Bertrand Vergely : Cette déclaration de Jean-Luc Mélenchon est un chef d’œuvre de rouerie politique.

Comme la gauche, comme l’extrême gauche, Jean-Luc Mélenchon a basé toute sa stratégie de prise de pouvoir politique en se faisant le défenseur des opprimés, notamment des maghrébins colonisés dans leur pays et exploités en France.

Jean-Luc Mélenchon est par ailleurs républicain. Comme les Républicains, pour diriger moralement la société,  il ne veut plus entendre parler de la monarchie et surtout de la religion. D’où, de sa part un athéisme ferme et déclaré, pudiquement rebaptisé agnosticisme.

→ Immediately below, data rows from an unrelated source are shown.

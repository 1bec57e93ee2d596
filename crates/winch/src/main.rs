mod cli;

use clap::Parser;
use cli::{Cli, Commands};
use std::path::PathBuf;
use std::process::ExitCode;
use winch_core::refs;

fn main() -> ExitCode {
    let cli = Cli::parse();

    match cli.command {
        Commands::CheckRefs(args) => {
            let root = match resolve_dir(args.root) {
                Ok(dir) => dir,
                Err(e) => {
                    eprintln!("Failed to get current directory: {e}");
                    return ExitCode::from(1);
                }
            };

            match refs::check_refs(&root) {
                Ok(report) => {
                    for error in &report.errors {
                        eprintln!("error: {error}");
                    }
                    if report.is_ok() {
                        println!(
                            "checked {} files, all internal references are valid",
                            report.files_checked
                        );
                    } else {
                        eprintln!(
                            "checked {} files, found {} problems",
                            report.files_checked,
                            report.errors.len()
                        );
                        return ExitCode::from(1);
                    }
                }
                Err(e) => {
                    eprintln!("Failed to check references: {e}");
                    return ExitCode::from(1);
                }
            }
        }
        Commands::ResolveRefs(args) => {
            let workspace_root = match resolve_dir(args.workspace_root) {
                Ok(dir) => dir,
                Err(e) => {
                    eprintln!("Failed to get current directory: {e}");
                    return ExitCode::from(1);
                }
            };

            match refs::resolve_refs(&args.staging_dir, &workspace_root) {
                Ok(report) => {
                    for warning in &report.warnings {
                        eprintln!("warning: {warning}");
                    }
                    for error in &report.errors {
                        eprintln!("error: {error}");
                    }
                    if !report.is_ok() {
                        return ExitCode::from(1);
                    }

                    println!(
                        "resolved {} references in '{}'",
                        report.replacements, report.package
                    );
                    for dependency in &report.resolved {
                        println!("  {} -> v{}", dependency.name, dependency.version);
                    }
                }
                Err(e) => {
                    eprintln!("Failed to resolve references: {e}");
                    return ExitCode::from(1);
                }
            }
        }
    }
    ExitCode::SUCCESS
}

fn resolve_dir(explicit: Option<PathBuf>) -> std::io::Result<PathBuf> {
    match explicit {
        Some(dir) => Ok(dir),
        None => std::env::current_dir(),
    }
}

Quand des jeunes musulmans se déclarent ouvertement contre la République  en souhaitant pour certains remplacer la loi républicaine par la loi islamique de la charria, un problème se pose. Comment concilier la défense des musulmans en étant républicain et être républicain en défendant les musulmans ? Ce n’est pas simple. Si Jean-Luc Mélenchon  est républicain, il doit s’opposer aux jeunes musulmans. S’il soutient les jeunes musulmans, il ne peut plus être républicain.

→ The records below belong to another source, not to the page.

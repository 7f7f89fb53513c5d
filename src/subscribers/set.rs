//! # Non-blocking fan-out to async subscribers.
//!
//! Provides [`SubscriberSet`] — forwards payloads to multiple [`Subscribe`]
//! implementations concurrently without blocking the publisher. Attached to
//! an [`EventChannel`], it turns the synchronous channel into an event broker
//! for async consumers.
//!
//! ## Architecture
//! ```text
//! EventChannel<T>::publish(&payload)
//!     │  (SubscriberSet is a weakly-held target like any other)
//!     ▼
//! emit(&payload) ── Arc<T> ──┬──► [queue 1] ──► worker 1 ──► subscriber1.on_event()
//!                            │    (bounded)         └──────► panic → Notice
//!                            ├──► [queue 2] ──► worker 2 ──► subscriber2.on_event()
//!                            └──► [queue N] ──► worker N ──► subscriberN.on_event()
//!                                 full/closed → Notice (payload dropped for that subscriber)
//! ```
//!
//! ## Rules
//! - **No cross-subscriber ordering**: subscriber A may process payload N while B processes N+5
//! - **Per-subscriber FIFO**: each subscriber sees payloads in emit order
//! - **Non-blocking**: `emit()` returns immediately (uses `try_send`)
//! - **Isolation**: a slow or panicking subscriber doesn't affect others
//!
//! ## Panic handling
//! Workers use `catch_unwind`: the panic becomes a [`Notice`] and the worker
//! continues with the next payload.
//!
//! **Warning**: `AssertUnwindSafe` is used, which can leave shared state inconsistent
//! if a subscriber uses `Arc<Mutex<T>>` and panics while holding the lock.
//!
//! ## Shutdown
//! - [`shutdown`](SubscriberSet::shutdown): close queues, let workers drain, join them.
//! - [`abort`](SubscriberSet::abort): cancel workers; queued payloads are discarded.

use std::sync::{Arc, Mutex, PoisonError, RwLock};

use futures::FutureExt;
use tokio::{sync::mpsc, task::JoinHandle};
use tokio_util::sync::CancellationToken;

use crate::config::Config;
use crate::events::{EventChannel, Subscription};

use super::{Notice, Subscribe};

/// Per-subscriber channel metadata.
struct SubscriberChannel<T> {
    name: &'static str,
    sender: mpsc::Sender<Arc<T>>,
}

/// Fan-out coordinator for async subscribers of payload type `T`.
///
/// Manages per-subscriber queues and worker tasks, providing:
/// - **Concurrent delivery**: payloads sent to all subscribers simultaneously
/// - **Isolation**: each subscriber has a dedicated queue and worker
/// - **Panic safety**: panics caught and reported as notices
/// - **Overflow handling**: dropped payloads reported as notices
pub struct SubscriberSet<T> {
    channels: RwLock<Vec<SubscriberChannel<T>>>,
    workers: Mutex<Vec<JoinHandle<()>>>,
    notices: Arc<EventChannel<Notice>>,
    token: CancellationToken,
}

impl<T> SubscriberSet<T>
where
    T: Send + Sync + 'static,
{
    /// Creates a new set and spawns one worker task per subscriber.
    ///
    /// ### Per-subscriber setup
    /// - Bounded mpsc queue (capacity from [`Subscribe::queue_capacity`], else
    ///   [`Config::queue_capacity`]; minimum 1)
    /// - Dedicated worker task (runs until the queue closes or the set is aborted)
    ///
    /// ### Panics
    /// Must be called from within a tokio runtime.
    #[must_use]
    pub fn new(subs: Vec<Arc<dyn Subscribe<T>>>, cfg: &Config) -> Self {
        let notices = Arc::new(EventChannel::with_config(cfg));
        let token = CancellationToken::new();
        let mut channels = Vec::with_capacity(subs.len());
        let mut workers = Vec::with_capacity(subs.len());

        for sub in subs {
            let cap = sub
                .queue_capacity()
                .unwrap_or_else(|| cfg.queue_capacity_clamped())
                .max(1);
            let name = sub.name();
            let (tx, rx) = mpsc::channel::<Arc<T>>(cap);

            workers.push(tokio::spawn(worker(
                sub,
                rx,
                Arc::clone(&notices),
                token.child_token(),
            )));
            channels.push(SubscriberChannel { name, sender: tx });
        }

        Self {
            channels: RwLock::new(channels),
            workers: Mutex::new(workers),
            notices,
            token,
        }
    }

    /// Channel on which overflow and panic [`Notice`]s are published.
    pub fn notices(&self) -> &EventChannel<Notice> {
        &self.notices
    }

    /// Emits a payload to all subscribers (clones it once).
    ///
    /// Has the `Fn(&Self, &T)` shape, so it can be used directly as a channel
    /// handler; see [`attach`](Self::attach).
    pub fn emit(&self, event: &T)
    where
        T: Clone,
    {
        self.emit_arc(Arc::new(event.clone()));
    }

    /// Emits a pre-allocated `Arc<T>` to all subscribers.
    ///
    /// - Uses `try_send` (non-blocking)
    /// - On queue full: drops the payload for that subscriber, raises an overflow notice
    /// - On queue closed: raises an overflow notice with reason "closed"
    ///
    /// Notices are published after the subscriber list lock is released, so
    /// notice handlers may call back into the set.
    pub fn emit_arc(&self, event: Arc<T>) {
        let dropped: Vec<(&'static str, &'static str)> = {
            let channels = self.channels.read().unwrap_or_else(PoisonError::into_inner);
            channels
                .iter()
                .filter_map(|channel| match channel.sender.try_send(Arc::clone(&event)) {
                    Ok(()) => None,
                    Err(mpsc::error::TrySendError::Full(_)) => Some((channel.name, "full")),
                    Err(mpsc::error::TrySendError::Closed(_)) => Some((channel.name, "closed")),
                })
                .collect()
        };

        for (name, reason) in dropped {
            let _ = self.notices.publish(&Notice::subscriber_overflow(name, reason));
        }
    }

    /// Forwards every payload published on `source` to this set.
    ///
    /// The channel holds the set weakly: dropping the last `Arc` ends forwarding.
    pub fn attach(self: &Arc<Self>, source: &EventChannel<T>) -> Subscription
    where
        T: Clone,
    {
        source.subscribe(self, Self::emit)
    }

    /// Gracefully shuts down all subscriber workers.
    ///
    /// 1. Drops all queue senders (workers see the queue closed after draining it)
    /// 2. Awaits all worker tasks
    ///
    /// Payloads emitted afterwards are ignored.
    pub async fn shutdown(&self) {
        drop(std::mem::take(
            &mut *self.channels.write().unwrap_or_else(PoisonError::into_inner),
        ));
        self.join().await;
    }

    /// Stops all workers without draining their queues.
    pub async fn abort(&self) {
        self.token.cancel();
        drop(std::mem::take(
            &mut *self.channels.write().unwrap_or_else(PoisonError::into_inner),
        ));
        self.join().await;
    }

    /// Number of subscribers still accepting payloads.
    #[must_use]
    pub fn len(&self) -> usize {
        self.channels.read().unwrap_or_else(PoisonError::into_inner).len()
    }

    /// True if there are no subscribers (or the set was shut down).
    #[must_use]
    pub fn is_empty(&self) -> bool {
        self.len() == 0
    }

    async fn join(&self) {
        let workers = std::mem::take(&mut *self.workers.lock().unwrap_or_else(PoisonError::into_inner));
        for h in workers {
            let _ = h.await;
        }
    }
}

/// Worker loop for one subscriber.
async fn worker<T>(
    sub: Arc<dyn Subscribe<T>>,
    mut rx: mpsc::Receiver<Arc<T>>,
    notices: Arc<EventChannel<Notice>>,
    token: CancellationToken,
) where
    T: Send + Sync + 'static,
{
    loop {
        let ev = tokio::select! {
            biased;
            _ = token.cancelled() => break,
            ev = rx.recv() => match ev {
                Some(ev) => ev,
                None => break,
            },
        };

        let fut = sub.on_event(ev.as_ref());
        if let Err(panic_err) = std::panic::AssertUnwindSafe(fut).catch_unwind().await {
            let info = {
                let any = &*panic_err;
                if let Some(msg) = any.downcast_ref::<&'static str>() {
                    (*msg).to_string()
                } else if let Some(msg) = any.downcast_ref::<String>() {
                    msg.clone()
                } else {
                    "unknown panic".to_string()
                }
            };
            let _ = notices.publish(&Notice::subscriber_panicked(sub.name(), info));
        }
    }
}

Nous sommes en 2020 et non plus à la fin de la guerre d’Algérie. Les jeunes musulmans qui hier se voulaient républicains et socialistes face au capitalisme et au colonialisme ne se veulent plus républicains et socialistes mais musulmans. Pour se libérer et affirmer leur identité, être musulman leur apparaît comme plus efficace. De ce fait, quand on interroge ces jeunes, sans complexe, ceux-ci n’hésitent pas à déclarer qu’ils font passer les lois de religieuses de l’Islam avant celles de la République.

Face à cela, au lieu de s’insurger en étant outré de voir la République qu’il défend être ainsi giflée, Jean-Luc Mélenchon a recours à une pirouette.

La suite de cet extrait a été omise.